_Supplied entries:_
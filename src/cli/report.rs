use std::fmt::Display;

use anyhow::Result;
use ansi_term::Colour;
use chrono::{NaiveDate, NaiveDateTime, TimeZone, Utc};
use chrono_english::parse_date_string;
use clap::{CommandFactory, Parser, ValueEnum};
use tracing::debug;

use crate::{
    query::{aggregate_daily, filter_range, sum_total, DateRange},
    storage::record_storage::{AttendanceStore, RecordStorage},
    utils::{clock::Clock, time::parse_date_lenient},
};

use super::{
    output::{chart::render_chart, format_daily_total, format_hours, format_record, RECORD_HEADER},
    Args,
};

const CHART_WIDTH: usize = 40;

#[derive(Debug, Clone, Copy, ValueEnum)]
pub enum DateStyle {
    Uk,
    Us,
}

impl From<DateStyle> for chrono_english::Dialect {
    fn from(value: DateStyle) -> Self {
        match value {
            DateStyle::Uk => Self::Uk,
            DateStyle::Us => Self::Us,
        }
    }
}

impl Display for DateStyle {
    fn fmt(&self, f: &mut std::fmt::Formatter<'_>) -> std::fmt::Result {
        match self {
            DateStyle::Uk => write!(f, "uk"),
            DateStyle::Us => write!(f, "us"),
        }
    }
}

#[derive(Debug, Parser)]
pub struct RangeCommand {
    #[arg(
        long = "from",
        short,
        help = "First day of the range. Examples are \"yesterday\", \"last monday\", \"15/03/2025\", \"2025-03-15\". Defaults to the earliest record"
    )]
    from: Option<String>,
    #[arg(
        long = "to",
        short,
        help = "Last day of the range, inclusive. Defaults to the latest record"
    )]
    to: Option<String>,
    #[arg(long, default_value_t = DateStyle::Uk, help = "Style of dates used during parsing. For Uk it's day/month/year. For Us it's month/day/year")]
    date_style: DateStyle,
}

/// Parses a date typed by a user. ISO dates are read as is, anything else goes through
/// chrono-english relative to `now`.
pub fn parse_user_date(value: &str, now: NaiveDateTime, style: DateStyle) -> Result<NaiveDate> {
    if let Some(date) = parse_date_lenient(value) {
        return Ok(date);
    }

    // Local wall time is pinned to UTC so that relative phrases don't shift across days.
    let anchor = Utc.from_utc_datetime(&now);
    match parse_date_string(value, anchor, style.into()) {
        Ok(v) => Ok(v.date_naive()),
        Err(e) => Err(Args::command()
            .error(
                clap::error::ErrorKind::ValueValidation,
                format!("Failed to validate date {value:?}: {e}"),
            )
            .into()),
    }
}

impl RangeCommand {
    fn parse_bounds(
        &self,
        now: NaiveDateTime,
    ) -> Result<(Option<NaiveDate>, Option<NaiveDate>)> {
        let start = self
            .from
            .as_deref()
            .map(|v| parse_user_date(v, now, self.date_style))
            .transpose()?;
        let end = self
            .to
            .as_deref()
            .map(|v| parse_user_date(v, now, self.date_style))
            .transpose()?;
        Ok((start, end))
    }
}

/// Command to process `records` command. Prints every record between the dates.
pub async fn process_records_command(
    command: RangeCommand,
    storage: impl RecordStorage,
    clock: &dyn Clock,
) -> Result<()> {
    let (start, end) = command.parse_bounds(clock.now())?;
    let store = AttendanceStore::open(storage).await;
    let range = DateRange::with_defaults(start, end, store.records(), clock.today());
    debug!("Showing records in {range:?}");

    let filtered = filter_range(store.records(), range);
    if filtered.is_empty() {
        println!("{}", Colour::Yellow.paint("No records found."));
        return Ok(());
    }

    println!("{}", Colour::White.bold().paint(RECORD_HEADER));
    for record in &filtered {
        println!("{}", format_record(record));
    }
    Ok(())
}

/// Command to process `daily` command. Prints hours per day, a chart of them and the sum.
pub async fn process_daily_command(
    command: RangeCommand,
    show_chart: bool,
    storage: impl RecordStorage,
    clock: &dyn Clock,
) -> Result<()> {
    let (start, end) = command.parse_bounds(clock.now())?;
    let store = AttendanceStore::open(storage).await;
    let range = DateRange::with_defaults(start, end, store.records(), clock.today());
    debug!("Aggregating records in {range:?}");

    let days = aggregate_daily(&filter_range(store.records(), range));
    if days.is_empty() {
        println!("{}", Colour::Blue.paint("No data available"));
        return Ok(());
    }

    for day in &days {
        println!("{}", format_daily_total(day));
    }

    if show_chart {
        println!();
        for line in render_chart(&days, CHART_WIDTH) {
            println!("{}", Colour::Cyan.paint(line));
        }
    }

    println!();
    println!(
        "{}",
        Colour::Blue.paint(format!("Total work hours: {} hours", format_hours(sum_total(&days))))
    );
    Ok(())
}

_Problem:_
Find "-> Result<(Option<NaiveDate>, Option<NaiveDate>)>" in the data above, then repeat that line and all lines after it exactly, ending with the final line.

_Exercise answer:_
    ) -> Result<(Option<NaiveDate>, Option<NaiveDate>)> {
        let start = self
            .from
            .as_deref()
            .map(|v| parse_user_date(v, now, self.date_style))
            .transpose()?;
        let end = self
            .to
            .as_deref()
            .map(|v| parse_user_date(v, now, self.date_style))
            .transpose()?;
        Ok((start, end))
    }
}

/// Command to process `records` command. Prints every record between the dates.
pub async fn process_records_command(
    command: RangeCommand,
    storage: impl RecordStorage,
    clock: &dyn Clock,
) -> Result<()> {
    let (start, end) = command.parse_bounds(clock.now())?;
    let store = AttendanceStore::open(storage).await;
    let range = DateRange::with_defaults(start, end, store.records(), clock.today());
    debug!("Showing records in {range:?}");

    let filtered = filter_range(store.records(), range);
    if filtered.is_empty() {
        println!("{}", Colour::Yellow.paint("No records found."));
        return Ok(());
    }

    println!("{}", Colour::White.bold().paint(RECORD_HEADER));
    for record in &filtered {
        println!("{}", format_record(record));
    }
    Ok(())
}

/// Command to process `daily` command. Prints hours per day, a chart of them and the sum.
pub async fn process_daily_command(
    command: RangeCommand,
    show_chart: bool,
    storage: impl RecordStorage,
    clock: &dyn Clock,
) -> Result<()> {
    let (start, end) = command.parse_bounds(clock.now())?;
    let store = AttendanceStore::open(storage).await;
    let range = DateRange::with_defaults(start, end, store.records(), clock.today());
    debug!("Aggregating records in {range:?}");

    let days = aggregate_daily(&filter_range(store.records(), range));
    if days.is_empty() {
        println!("{}", Colour::Blue.paint("No data available"));
        return Ok(());
    }

    for day in &days {
        println!("{}", format_daily_total(day));
    }

    if show_chart {
        println!();
        for line in render_chart(&days, CHART_WIDTH) {
            println!("{}", Colour::Cyan.paint(line));
        }
    }

    println!();
    println!(
        "{}",
        Colour::Blue.paint(format!("Total work hours: {} hours", format_hours(sum_total(&days))))
    );
    Ok(())
}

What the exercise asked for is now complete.